但是,剖腹产后留下的伤疤对于以后再次怀孕是有风险的,因为这会影响到胎盘的发育,也会增大产妇出现大出血和切除子宫的可能性,当然这种可能性不高。

There is also some concern that babies born by Caesarean could be at higher risk of developing asthma.

通过剖腹产出生的孩子也更容易患哮喘病,这也有些令人担忧。

Since women will value these risks differently, informing them of the merits of both options would empower them to decide what matters most to them.

不同的人对风险的评估也不同,所以告知产妇这两种方式的优缺点,才能让他们根据自己的情况和需要来决定。

For some that will be the opportunity to experience labour and the benefits of vaginal birth, for others it will be the option of a more controlled and predictable Caesarean birth.
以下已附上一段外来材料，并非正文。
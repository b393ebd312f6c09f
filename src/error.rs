//! Broker error taxonomy.
//!
//! Every variant except [`BrokerError::Conflict`] and [`BrokerError::Config`]
//! is a per-message error: it is logged and contained at the message boundary
//! and never aborts the endpoint or other in-flight calls.

use tonic::Status;

use crate::codec::CodecError;
use crate::config::ConfigError;

/// Result type for broker operations.
pub type Result<T> = std::result::Result<T, BrokerError>;

/// Errors that can occur while registering, correlating or delivering.
#[derive(Debug, thiserror::Error)]
pub enum BrokerError {
    /// An endpoint with this id is already live.
    #[error("Endpoint '{0}' is already registered")]
    Conflict(String),

    /// No endpoint is bound under this id.
    #[error("Endpoint '{0}' not found")]
    NotFound(String),

    /// A delivery named an endpoint that is not (or no longer) registered.
    #[error("Unknown endpoint '{0}'")]
    UnknownEndpoint(String),

    #[error("Failed to decode payload: {0}")]
    Decode(#[from] CodecError),

    #[error("Endpoint '{endpoint}' requires transport property '{field}'")]
    MissingCorrelationField { endpoint: String, field: String },

    #[error("Correlation id '{correlation_id}' is already pending on endpoint '{endpoint}'")]
    DuplicateCorrelation {
        endpoint: String,
        correlation_id: String,
    },

    /// Already answered, already expired, or never registered.
    #[error("Correlation id '{correlation_id}' is not pending on endpoint '{endpoint}'")]
    UnresolvedCorrelation {
        endpoint: String,
        correlation_id: String,
    },

    /// The endpoint is shutting down and accepts no new calls.
    #[error("Endpoint '{0}' is closed")]
    EndpointClosed(String),

    #[error("Processing pipeline unavailable: {0}")]
    PipelineUnavailable(String),

    #[error("Responder task is not running")]
    ResponderStopped,

    /// Invalid endpoint or sink configuration, raised while binding.
    #[error("Invalid configuration: {0}")]
    Config(#[from] ConfigError),
}

impl BrokerError {
    /// Whether the error only affects the single message that caused it.
    pub fn is_per_message(&self) -> bool {
        !matches!(self, BrokerError::Conflict(_) | BrokerError::Config(_))
    }
}

impl From<BrokerError> for Status {
    fn from(err: BrokerError) -> Self {
        match &err {
            BrokerError::Decode(_) | BrokerError::MissingCorrelationField { .. } => {
                Status::invalid_argument(err.to_string())
            }
            BrokerError::Conflict(_) | BrokerError::DuplicateCorrelation { .. } => {
                Status::already_exists(err.to_string())
            }
            BrokerError::NotFound(_)
            | BrokerError::UnknownEndpoint(_)
            | BrokerError::UnresolvedCorrelation { .. } => Status::not_found(err.to_string()),
            BrokerError::EndpointClosed(_)
            | BrokerError::PipelineUnavailable(_)
            | BrokerError::ResponderStopped => Status::unavailable(err.to_string()),
            BrokerError::Config(_) => Status::failed_precondition(err.to_string()),
        }
    }
}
对一些人来说,他们乐于享受生产过程,阴道生产也对他们很有利;对于另外一些人而言,他们倾向于选择剖腹产,更好控制,也更便于预测。

But in reality things are more complicated. If potential risks of vaginal birth are routinely discussed with all women, Caesarean section rates in UK hospitals are likely to rise further.

但是,实际情况远比这复杂。如果医院常规地告知了产妇顺产的风险,英国各大医院剖腹产的比例必然会升高。

The NICE report estimates that normal births cost an average of ?1,512, planned Caesareans cost ?2,369 and emergency C-sections cost ?3,042.

英国国家卫生与临床技术优化研究所(NICE)的报告估计,正常的顺产要话费1,512英镑,而计划好的剖腹产手术需花费2,369英镑,紧急剖腹产手术需花费3,042英镑。

Others have argued that too much focus on risk will only generate unnecessary maternal anxiety.

还有人质疑说,太过关注生产风险,只会导致不必要的生育焦虑。

A simpler option may therefore be to communicate the risks of vaginal birth only to women over an accepted risk threshold for complications – such as all women aged over 35 years in their first pregnancy or those with a combination of age over 30 years and BMI over 30.

更简单点的办法是,只和那些有可能出现一定程度并发症的产妇沟通顺产的风险——比如年龄超过35岁生育头胎的产妇,或者那些30以上且体体质指数也超过30岁的产妇。

Ultimately, a woman’s birth plan should reflect her values.

归根究底,一位准妈妈的生产计划反应了她的价值观。

If this means having a planned Caesarean section, then such informed choices should be respected and health services developed to accommodate such plans.

即便这意味着接受计划好的剖腹产手术也没什么,在充分知情的去情况下做的决定是应该受到尊重,而且医疗服务应该去适应这样的计划。